Summary

Glepaglutide is a synthetic, long-acting glucagon-like peptide-2 (GLP-2) analogue developed for the treatment of short bowel syndrome (SBS), a condition of intestinal failure resulting from surgical resection. As a GLP-2 receptor agonist, glepaglutide promotes intestinal mucosal growth, enhances fluid and nutrient absorption, and reduces parenteral support requirements. Developed by Zealand Pharma, glepaglutide has completed Phase 3 trials demonstrating significant reductions in parenteral support volume. For research and educational purposes only.

Mechanism

Glepaglutide is a potent GLP-2 receptor (GLP-2R) agonist. Binding to GLP-2R on intestinal enteroendocrine cells and myofibroblasts activates IGF-1 and ERK signalling pathways, stimulating crypt cell proliferation, increasing villus height, enhancing fluid and nutrient absorption (via SGLT1 upregulation), inhibiting gastric emptying, and reducing enterocyte apoptosis. Amino acid modifications confer DPP-IV resistance, extending the half-life to ~50 hours and enabling twice-weekly subcutaneous dosing.

Evidence base

Strong evidence — Phase 3 RCT (N=68) demonstrated a statistically significant reduction in parenteral support volume at Week 24 (−3.12 L/week vs. −1.39 L/week placebo; p = 0.0005). 65% of glepaglutide patients achieved ≥1 L/week PS reduction vs. 32% placebo (p = 0.004). Open-label extension showed sustained effects through 52+ weeks, with some patients achieving PS independence.

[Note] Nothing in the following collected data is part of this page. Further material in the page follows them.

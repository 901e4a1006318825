//! Outcomes of business operations, printed verbatim by the console

use chrono::{DateTime, Utc};

use super::book::Book;

// ---------------------------------------------------------------------------
// MembershipRenewalStatus
// ---------------------------------------------------------------------------

#[derive(Debug, Clone, Copy, PartialEq, Eq)]
pub enum MembershipRenewalStatus {
    Success,
    PatronNotFound,
    TooEarlyToRenew,
    LoanNotReturned,
}

impl std::fmt::Display for MembershipRenewalStatus {
    fn fmt(&self, f: &mut std::fmt::Formatter<'_>) -> std::fmt::Result {
        let label = match self {
            MembershipRenewalStatus::Success => "Membership renewal was successful.",
            MembershipRenewalStatus::PatronNotFound => "Patron not found.",
            MembershipRenewalStatus::TooEarlyToRenew => "It is too early to renew the membership.",
            MembershipRenewalStatus::LoanNotReturned => {
                "Cannot renew membership due to an outstanding loan."
            }
        };
        write!(f, "{}", label)
    }
}

// ---------------------------------------------------------------------------
// LoanReturnStatus
// ---------------------------------------------------------------------------

#[derive(Debug, Clone, Copy, PartialEq, Eq)]
pub enum LoanReturnStatus {
    Success,
    LoanNotFound,
    AlreadyReturned,
}

impl std::fmt::Display for LoanReturnStatus {
    fn fmt(&self, f: &mut std::fmt::Formatter<'_>) -> std::fmt::Result {
        let label = match self {
            LoanReturnStatus::Success => "Book was successfully returned.",
            LoanReturnStatus::LoanNotFound => "Loan not found.",
            LoanReturnStatus::AlreadyReturned => "Cannot return book as the book is already returned.",
        };
        write!(f, "{}", label)
    }
}

// ---------------------------------------------------------------------------
// LoanExtensionStatus
// ---------------------------------------------------------------------------

#[derive(Debug, Clone, Copy, PartialEq, Eq)]
pub enum LoanExtensionStatus {
    Success,
    LoanNotFound,
    LoanExpired,
    MembershipExpired,
    LoanReturned,
}

impl std::fmt::Display for LoanExtensionStatus {
    fn fmt(&self, f: &mut std::fmt::Formatter<'_>) -> std::fmt::Result {
        let label = match self {
            LoanExtensionStatus::Success => "Book loan extension was successful.",
            LoanExtensionStatus::LoanNotFound => "Loan not found.",
            LoanExtensionStatus::LoanExpired => "Cannot extend book loan as it already has expired. Return the book instead.",
            LoanExtensionStatus::MembershipExpired => {
                "Cannot extend book loan due to expired patron's membership."
            }
            LoanExtensionStatus::LoanReturned => "Cannot extend book loan as the book is already returned.",
        };
        write!(f, "{}", label)
    }
}

// ---------------------------------------------------------------------------
// BookAvailability
// ---------------------------------------------------------------------------

/// Result of a title lookup against the catalog and the active loans
#[derive(Debug, Clone, PartialEq)]
pub enum BookAvailability {
    NotFound,
    /// The book is catalogued but no copy exists
    NoPhysicalCopy(Book),
    Available(Book),
    /// Every copy is loaned out; `due_date` is the earliest one
    OnLoan { book: Book, due_date: DateTime<Utc> },
}
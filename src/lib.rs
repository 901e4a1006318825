//! Library Console
//!
//! A librarian's desk application: search patrons, review their loans,
//! return or extend loans, renew memberships and check book availability.
//! Data lives in flat JSON files loaded into memory at startup.

pub mod config;
pub mod console;
pub mod error;
pub mod logging;
pub mod models;
pub mod repository;
pub mod services;
pub mod store;

pub use config::AppConfig;
pub use error::{AppError, AppResult};
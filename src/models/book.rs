//! Catalog models: authors, books and their physical copies

use chrono::{DateTime, Utc};
use serde::{Deserialize, Serialize};

#[derive(Debug, Clone, PartialEq, Serialize, Deserialize)]
#[serde(rename_all = "PascalCase")]
pub struct Author {
    pub id: i32,
    pub name: String,
}

/// Catalog entry. Not a physical object, see [`BookItem`].
#[derive(Debug, Clone, PartialEq, Serialize, Deserialize)]
#[serde(rename_all = "PascalCase")]
pub struct Book {
    pub id: i32,
    pub title: String,
    #[serde(default)]
    pub author_id: Option<i32>,
    #[serde(default)]
    pub genre: Option<String>,
    #[serde(default, rename = "ISBN")]
    pub isbn: Option<String>,
    /// Resolved from `author_id` at query time
    #[serde(skip)]
    pub author: Option<Author>,
}

impl Book {
    /// `Title by Author`, or the bare title when the author is unknown.
    pub fn display_title(&self) -> String {
        match &self.author {
            Some(author) => format!("{} by {}", self.title, author.name),
            None => self.title.clone(),
        }
    }
}

/// One physical copy of a [`Book`]
#[derive(Debug, Clone, PartialEq, Serialize, Deserialize)]
#[serde(rename_all = "PascalCase")]
pub struct BookItem {
    pub id: i32,
    pub book_id: i32,
    #[serde(default)]
    pub acquisition_date: Option<DateTime<Utc>>,
    #[serde(default)]
    pub condition: Option<String>,
    /// Resolved from `book_id` at query time
    #[serde(skip)]
    pub book: Option<Book>,
}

Key trial: Jeppesen et al., Gastroenterology 2023;164(2):266-277

Protocols

Phase 3 dose (SC): 10 mg subcutaneously twice weekly. Administered via ready-to-use autoinjector. Injection sites rotated between abdomen and thigh.

Duration: ≥24 weeks in pivotal trial; extension to 52+ weeks.

Monitoring: PS volume, electrolytes, renal function, nutritional markers.

Research use only — not medical advice.

UK Status: POM (Prescription-Only Medicine)

Glepaglutide is classified as a prescription-only medicine. It is not currently MHRA-licensed (regulatory submissions in progress). It is not a controlled substance under the Misuse of Drugs Act 1971. Research institutions may source non-clinical material for in vitro or animal research under appropriate licensing.

Vendor notes

Glepaglutide is a pharmaceutical product under development, not typically available from research peptide vendors. Source clinical-grade material through pharmaceutical supply chains. For non-clinical research, use certified chemical suppliers with COAs.

References

  1. Jeppesen PB, Pertkiewicz M, Messing B, et al. Glepaglutide for Short Bowel Syndrome: A Phase 3, Randomised, Double-Blind, Placebo-Controlled Trial. Gastroenterology. 2023;164(2):266-277.e3.
  2. Allamneni C, Tappenden KA, Yeh A, et al. Glepaglutide, a Long-Acting GLP-2 Analogue, for Short Bowel Syndrome: Pharmacokinetics and Pharmacodynamics. J Parenter Enteral Nutr. 2023;47(3):349-358.
  3. Hvistendahl M, Madsen KB, Hvistendahl C, et al. Long-Term Safety and Efficacy of Glepaglutide in Patients with Short Bowel Syndrome: An Open-Label Extension Study. Gut. 2024;73(5):790-798.
  4. Naimi RM, Madsen KB, Hvistendahl C, et al. The Effect of Long-Acting GLP-2 Analog, Glepaglutide, on Intestinal Absorption in Short Bowel Syndrome Patients. Clin Nutr. 2022;41(7):1452-1460.